Place the washed fruit with pits in sterilized jars, cover with sugar, and immediately pour boiling water over them. Seal the jars with sterilized lids, turn them upside down, and cover with a blanket.

plum compote

With wine

To cook 5 liters of plum compote with wine, you will need:

  • 3 kilograms of plums;
  • 750 milliliters of red wine;
  • 750 milliliters of water;
  • 750 grams of loose sugar;
  • vanillin, cloves, cinnamon to taste.

The drink is prepared according to a well-known classic plum compote recipe. When boiling the syrup, not only sugar but also wine and spices are added to the water.

plum compote

With honey

Instead of sugar, this recipe calls for the use of honey:

  • 3 kilograms of plums;
  • 1.5 liters of water;
  • 1 kilogram of honey.

Place the peeled fruit in a bowl. Prepare honey syrup by boiling water and honey, pouring it over the plums, and leaving it for 24 hours. Drain the syrup and boil thoroughly again. Place the plums in previously sterilized jars. Pour the prepared syrup over them. Sterilize for 10-15 minutes, then seal tightly.

plum compote

Sugar free

Sugar is an excellent preservative, but it's possible to preserve sour fruits and berries for future use without it. Here's a recipe for a delicious sugar-free plum compote. Take 700 grams of plums, wash and dry them, blanch them, and arrange them in clean jars. Pour boiling water over the plums, cover with lids, and sterilize in a wide saucepan filled with hot water for 20 minutes.
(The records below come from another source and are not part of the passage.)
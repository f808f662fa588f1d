//! 配置加载器实现
//!
//! 提供TOML配置文件解析、环境变量替换和错误处理功能

use crate::config::types::{validate_config, HealthVitalsConfig};
use crate::error::{ConfigError, Result};
use async_trait::async_trait;
use regex::Regex;
use std::path::{Path, PathBuf};

/// 配置加载器trait，定义配置加载接口
#[async_trait]
pub trait ConfigLoader: Send + Sync {
    /// 从文件加载配置
    ///
    /// # 参数
    /// * `path` - 配置文件路径
    ///
    /// # 返回
    /// * `Result<HealthVitalsConfig>` - 加载的配置或错误
    async fn load_from_file<P: AsRef<Path> + Send>(&self, path: P) -> Result<HealthVitalsConfig>;

    /// 从字符串加载配置
    async fn load_from_string(&self, content: &str) -> Result<HealthVitalsConfig>;

    /// 验证配置
    fn validate(&self, config: &HealthVitalsConfig) -> Result<()>;
}

/// TOML配置加载器实现
#[derive(Debug, Clone)]
pub struct TomlConfigLoader {
    /// 是否启用环境变量替换
    enable_env_substitution: bool,
}

impl TomlConfigLoader {
    /// 创建新的TOML配置加载器
    ///
    /// # 参数
    /// * `enable_env_substitution` - 是否启用 `${VAR}` 环境变量替换
    pub fn new(enable_env_substitution: bool) -> Self {
        Self {
            enable_env_substitution,
        }
    }

    /// 替换字符串中的环境变量
    fn substitute_env_vars(&self, content: &str) -> Result<String> {
        if !self.enable_env_substitution {
            return Ok(content.to_string());
        }

        let env_var_regex = Regex::new(r"\$\{([A-Za-z_][A-Za-z0-9_]*)\}")
            .map_err(|e| ConfigError::ParseError(format!("正则表达式错误: {e}")))?;

        let mut result = content.to_string();

        for captures in env_var_regex.captures_iter(content) {
            let full_match = &captures[0];
            let var_name = &captures[1];

            let value = std::env::var(var_name).map_err(|_| ConfigError::EnvVarError {
                var: var_name.to_string(),
            })?;
            result = result.replace(full_match, &value);
        }

        Ok(result)
    }

    /// 解析TOML内容
    fn parse_toml(&self, content: &str) -> Result<HealthVitalsConfig> {
        let processed_content = self.substitute_env_vars(content)?;

        let config: HealthVitalsConfig = toml::from_str(&processed_content)
            .map_err(|e| ConfigError::ParseError(format!("TOML解析失败: {e}")))?;

        Ok(config)
    }
}

#[async_trait]
impl ConfigLoader for TomlConfigLoader {
    async fn load_from_file<P: AsRef<Path> + Send>(&self, path: P) -> Result<HealthVitalsConfig> {
        let path = path.as_ref();

        if !path.exists() {
            return Err(ConfigError::FileNotFound {
                path: path.to_string_lossy().to_string(),
            }
            .into());
        }

        let content = tokio::fs::read_to_string(path)
            .await
            .map_err(|e| ConfigError::ParseError(format!("读取文件失败: {e}")))?;

        let config = self.parse_toml(&content)?;
        self.validate(&config)?;

        tracing::info!("成功加载配置文件: {}", path.display());
        tracing::debug!("配置内容: {:?}", config);

        Ok(config)
    }

    async fn load_from_string(&self, content: &str) -> Result<HealthVitalsConfig> {
        let config = self.parse_toml(content)?;
        self.validate(&config)?;

        tracing::debug!("成功解析配置字符串");

        Ok(config)
    }

    fn validate(&self, config: &HealthVitalsConfig) -> Result<()> {
        validate_config(config).map_err(|e| ConfigError::ValidationError(e).into())
    }
}

/// 获取默认配置文件路径
///
/// 优先使用当前目录下的 `health-vitals.toml`，否则使用用户配置目录。
pub fn get_default_config_path() -> PathBuf {
    let local = PathBuf::from("health-vitals.toml");
    if local.exists() {
        return local;
    }

    dirs::config_dir()
        .map(|config_dir| config_dir.join("health-vitals").join("config.toml"))
        .unwrap_or(local)
}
Roll up the jars, turn them upside down, and wrap them in a blanket.

Rules for storing compote

Drinks prepared for the winter should be stored in a cool, dark place. Seedless fruit preserves retain their properties and remain suitable for consumption for 2-3 years.

If the main ingredient is pitted fruit, the compote should be stored for no more than 12 months. Over time, the pits begin to release hydrocyanic acid, which is toxic to humans.Plum compotes, pitted or not, with honey, wine, or other fruits and berries, are an ideal preserve. Thanks to their pleasant aroma, flavor, and beautiful color, these drinks are used not only to quench thirst but also as ingredients for cocktails, jellies, and even syrups, as well as for baking.